## Task to carry out:
Quote the lines from the line holding "failing the page." to the very end of the listing, exactly, and no others.

## Record extracts:

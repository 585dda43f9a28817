//! Fetch trait: reads one page of a feed from the upstream API.

use async_trait::async_trait;
use chrono::{DateTime, Utc};

use crate::error::Result;
use crate::types::{FeedKind, Item};

/// Rate-limit bucket used when a request carries no explicit classification.
pub const DEFAULT_RESOURCE_CLASS: &str = "core";

/// Parameters of a single paginated read.
#[derive(Debug, Clone, PartialEq)]
pub struct FetchRequest {
    pub kind: FeedKind,
    /// `owner/repo`.
    pub resource_key: String,
    pub page_size: u32,
    /// Best-effort server-side filter. Results are re-filtered by the caller.
    pub since: Option<DateTime<Utc>>,
    /// Rate-limit bucket the request counts against.
    pub resource_class: String,
}

impl FetchRequest {
    pub fn new(kind: FeedKind, resource_key: &str, page_size: u32) -> Self {
        Self {
            kind,
            resource_key: resource_key.to_string(),
            page_size,
            since: None,
            resource_class: DEFAULT_RESOURCE_CLASS.to_string(),
        }
    }

    pub fn since(mut self, since: DateTime<Utc>) -> Self {
        self.since = Some(since);
        self
    }

    pub fn resource_class(mut self, class: &str) -> Self {
        self.resource_class = class.to_string();
        self
    }
}

/// Reads feed items. Implementations must gate every HTTP call through the rate gate.
///
/// Items are returned in server order, which callers must not rely on.
/// Entries that fail to parse are skipped rather than failing the page.
#[async_trait]
pub trait FetchClient: Send + Sync {
    async fn fetch(&self, request: &FetchRequest) -> Result<Vec<Item>>;
}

## Solution to the exercise:
/// Entries that fail to parse are skipped rather than failing the page.
#[async_trait]
pub trait FetchClient: Send + Sync {
    async fn fetch(&self, request: &FetchRequest) -> Result<Vec<Item>>;
}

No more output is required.